United States District Court, D. South Carolina

June 19, 2019

Joshua David Mosley, Plaintiff,
v.
Correctional Officer Katina Scarcella, Defendant.

          REPORT AND RECOMMENDATION

          SHIVA V. HODGES UNITED STATES MAGISTRATE JUDGE

         Joshua David Mosley (“Plaintiff”), proceeding pro se and in forma pauperis, filed this action pursuant to 42 U.S.C. § 1983, alleging a violation of his civil rights. Pursuant to the provisions of 28 U.S.C. § 636(b)(1)(B) and Local Civ. Rule 73.02(B)(2)(e) (D.S.C.), the undersigned is authorized to review such complaints for relief and submit findings and recommendations to the district judge. For the following reasons, the undersigned recommends the district judge dismiss the amended complaint without issuance and service of process.

         I. Factual and Procedural Background

         Plaintiff filed his complaint on May 29, 2019. [ECF No. 1]. On June 4, 2019, the court alerted Plaintiff to certain pleading deficiencies and granted him an opportunity to cure the deficiencies through an amended complaint. [ECF No. 7]. Plaintiff filed an amended complaint on June 14, 2019. [ECF No. 9].

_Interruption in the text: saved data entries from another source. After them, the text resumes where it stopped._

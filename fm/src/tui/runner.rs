//! TUI Runner - main loop that owns the terminal
//!
//! Redraws whenever the state container publishes a new version, a bus event
//! changes what is on screen, or a key is pressed. Never waits on a backend.

use std::sync::Arc;
use std::time::Duration;

use eyre::Result;
use tokio::sync::{mpsc, watch};
use tracing::{debug, trace};

use super::Tui;
use super::app::App;
use super::events::{EventHandler, TermEvent};
use super::views;
use crate::coordinator::CoordinatorHandle;
use crate::events::{Event, EventBus, SubscriptionHandle};
use crate::state::{AppState, Mode};

/// Input poll interval; ticks only matter for noticing a closed channel
const TICK_RATE: Duration = Duration::from_millis(250);

/// TUI Runner that manages the terminal and event loop
pub struct TuiRunner {
    app: App,
    terminal: Tui,
    event_handler: EventHandler,
    state_rx: watch::Receiver<Arc<AppState>>,
    bus: Arc<EventBus>,
    bus_rx: mpsc::UnboundedReceiver<Event>,
    subscription: SubscriptionHandle,
}

impl TuiRunner {
    pub fn new(terminal: Tui, handle: CoordinatorHandle, bus: Arc<EventBus>) -> Result<Self> {
        debug!("TuiRunner::new: called");
        let (tx, bus_rx) = mpsc::unbounded_channel();
        let subscription = bus.subscribe_all(move |event| {
            tx.send(event.clone())
                .map_err(|_| eyre::eyre!("TUI event channel closed"))
        })?;
        let state_rx = handle.container().watch();

        Ok(Self {
            app: App::new(handle),
            terminal,
            event_handler: EventHandler::new(TICK_RATE),
            state_rx,
            bus,
            bus_rx,
            subscription,
        })
    }

    fn draw(&mut self) -> Result<()> {
        let state = self.state_rx.borrow_and_update().clone();
        let log_lines = match &state.mode {
            Mode::Logs { shard, .. } => self.app.handle().log_lines(shard),
            _ => Vec::new(),
        };
        let view = &self.app.view;
        self.terminal
            .draw(|frame| views::render(frame, &state, view, &log_lines))?;
        Ok(())
    }

    /// Run the TUI main loop
    pub async fn run(&mut self) -> Result<()> {
        debug!("TuiRunner::run: entering main loop");
        let result = self.run_loop().await;
        self.bus.unsubscribe(&self.subscription);
        debug!("TuiRunner::run: exiting");
        result
    }

    async fn run_loop(&mut self) -> Result<()> {
        self.draw()?;
        loop {
            let redraw = tokio::select! {
                event = self.event_handler.next() => match event? {
                    TermEvent::Key(key) => {
                        self.app.handle_key(key);
                        true
                    }
                    TermEvent::Resize(width, height) => {
                        trace!(width, height, "TuiRunner::run: resize");
                        true
                    }
                    TermEvent::Tick => false,
                },
                changed = self.state_rx.changed() => {
                    if changed.is_err() {
                        debug!("TuiRunner::run: state container dropped");
                        break;
                    }
                    true
                }
                Some(event) = self.bus_rx.recv() => self.app.on_event(&event),
            };

            if self.app.should_quit {
                debug!("TuiRunner::run: should_quit is true, breaking");
                break;
            }
            if redraw {
                self.draw()?;
            }
        }
        Ok(())
    }
}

         Plaintiff is a pretrial detainee at the Cherokee County Detention Center. [ECF No. 9 at 2]. He alleges Officer Katina Scarcella (“Defendant”) transferred $500 out of his account under false pretenses on May 4, 2019. Id. at 5. Plaintiff asserts Defendant's actions constitute a violation of the Fourteenth Amendment and seeks $20, 000. Id. at 4, 6.

         II. Discussion

         A. Standard of Review

         Plaintiff filed his complaint pursuant to 28 U.S.C. § 1915, which permits an indigent litigant to commence an action in federal court without prepaying the administrative costs of proceeding with the lawsuit. To protect against possible abuses of this privilege, the statute allows a district court to dismiss a case upon a finding that the action fails to state a claim on which relief may be granted or is frivolous or malicious. 28 U.S.C. § 1915(e)(2)(B)(i), (ii). A finding of frivolity can be made where the complaint lacks an arguable basis either in law or in fact. Denton v. Hernandez, 504 U.S. 25, 31 (1992). A claim based on a meritless legal theory may be dismissed sua sponte under 28 U.S.C. § 1915(e)(2)(B). See Neitzke v. Williams, 490 U.S. 319, 327 (1989).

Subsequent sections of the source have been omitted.